Ladies and Gentlemen... Vesta!

 

Finally we can see the real face of Vesta, asteroid number 4, discovered on 29th March 1807 by Olbers. It was photographed on 9th July by the Dawn probe, after a journey of almost four years that began in September 2007.
This image was taken from a distance of 41,000 km and shows a great deal of surface detail, even though the resolution is only 3.8 km/pixel. At first glance, Vesta resembles many of the other minor bodies in the solar system, particularly some of the satellites of the giant planets with similar diameters of around 500 km.
After taking this image Dawn continued to approach Vesta, and at about 1am tomorrow morning (EDT) will be captured into a stable orbit about the asteroid. This will be possible only after a long process of trajectory refinements made to Dawn's path by flight technicians, that will allow the probe to gently enter orbit without heavy use of its directional rockets.

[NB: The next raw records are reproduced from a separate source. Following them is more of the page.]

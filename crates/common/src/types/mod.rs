use serde::Serialize;

#[derive(Serialize, Debug)]
pub struct Health {
    pub status: &'static str,
}

impl Health {
    pub fn ok() -> Self { Self { status: "ok" } }
}
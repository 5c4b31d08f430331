//! Persistence rows and connection bootstrap for the document store.

pub mod errors;
pub mod db;
pub mod resident;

The probe is expected to enter asteroid orbit at a distance of 16,000 km from Vesta, but the exact distance and time will only be known in a few days, after the mass has been calculated through observations of the behaviour of the asteroid's new "satellite". The rendez-vous will take place at a distance of 188 million km from Earth.
Dawn will stay in orbit around Vesta for a year, after which it will leave for it's second target, the dwarf planet Ceres (ex asteroid number 1), where it will perform a similar manoeuvre to that at Vesta. This will actually be the first time that a probe has entered into orbit around more than one solar system body.